0

I have a column in my pandas dataframe which stores bytes. I believe the bytes are getting converted to a string when I put it in the dataframe because dataframe doesn't support actual bytes as a dtype. So instead of the column values being b'1a2b', it ends up getting wrapped in a string like this: "b'1a2b'".

I'm passing these values into a method that expects bytes. When I pass it like this ParseFromString("b'1a2b'"), I get the error message:

TypeError: memoryview: a bytes-like object is required, not 'str'

I was confused if encode or decode works in this case or if there is some other way to convert this wrapped bytes into bytes? (I'm using Python 3)

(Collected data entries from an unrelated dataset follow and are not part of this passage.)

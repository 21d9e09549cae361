//! Best-record heuristic for model pages.
//!
//! A model page payload holds many records (navigation, related models,
//! comments). The one describing the model itself has the densest overlap of
//! identity and metric fields, so it is found by score rather than by path.

use serde_json::{Map, Value};

use crate::config::MODEL_METRIC_KEYS;
use crate::parse::tree::{is_integer, walk};

/// Scores how much `record` looks like a model's own metrics record.
///
/// +3 for a string `title`, +2 for a string `slug`, +2 for an integer `id` or
/// `modelId`, and +1 per metric key present (any value type).
pub fn score(record: &Map<String, Value>) -> u32 {
    let mut score = 0;
    if record.get("title").is_some_and(Value::is_string) {
        score += 3;
    }
    if record.get("slug").is_some_and(Value::is_string) {
        score += 2;
    }
    if record.get("id").is_some_and(is_integer) || record.get("modelId").is_some_and(is_integer) {
        score += 2;
    }
    score
        + MODEL_METRIC_KEYS
            .iter()
            .filter(|key| record.contains_key(**key))
            .count() as u32
}

/// Returns the highest-scoring record in `payload`.
///
/// The first record reaching the top score wins ties. `None` when no record
/// scores above zero.
pub fn best_record(payload: &Value) -> Option<&Map<String, Value>> {
    let mut best: Option<(&Map<String, Value>, u32)> = None;
    for record in walk(payload) {
        let candidate = score(record);
        if candidate > best.map_or(0, |(_, s)| s) {
            best = Some((record, candidate));
        }
    }
    best.map(|(record, _)| record)
}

Since these values are in a dataframe, I can use a helper method during the conversion process from string-->bytes--> protocol buffer since the actual dataframe might not be able to store it as bytes. For example, my_dataframe.apply(_helper_method_convert_string_to_bytes_to_protobuf).

florentine
  • 607
  • 1
  • 5
  • 12
  • Could you store the value as `1a2b` and then convert it to bytes with `'1a2b'.encode()` when you call the function? – PacketLoss Oct 21 '20 at 01:02
  • @PacketLoss How would you go from b'1a2b' to "1a2b"? The example b'1a2b' is an output of SerializeAsString method in the link above. – florentine Oct 21 '20 at 01:37

2 Answers2

1

So the problem seems to be that you are unable to extract the byte object from the string. When you pass the string to the function, which is expecting a byte object like b'1a2b', it throws an error. My suggestion would be to try wrapping your string in an eval function. Like:

a = "b'1a2b'"
b = eval(a)

b is what you want. You haven't shared the code for your function, so I'm unable to do amend the actual code for you.

Dharman
  • 30,962
  • 25
  • 85
  • 135
annicheez
  • 187
  • 5
  • https://stackoverflow.com/a/1832957/7942856 using `eval` is considered bad practice. – PacketLoss Oct 21 '20 at 01:43
  • @PacketLoss thanks for sharing this. I agree it is slow; however, the post overstates the case against ```eval``` judging from the arguments provided by others. I'm sure there's a more efficient solution than mine. – annicheez Oct 21 '20 at 01:48
0

You can take a few approaches here, noting that eval() is considered bad practice and it is best to avoid this where possible.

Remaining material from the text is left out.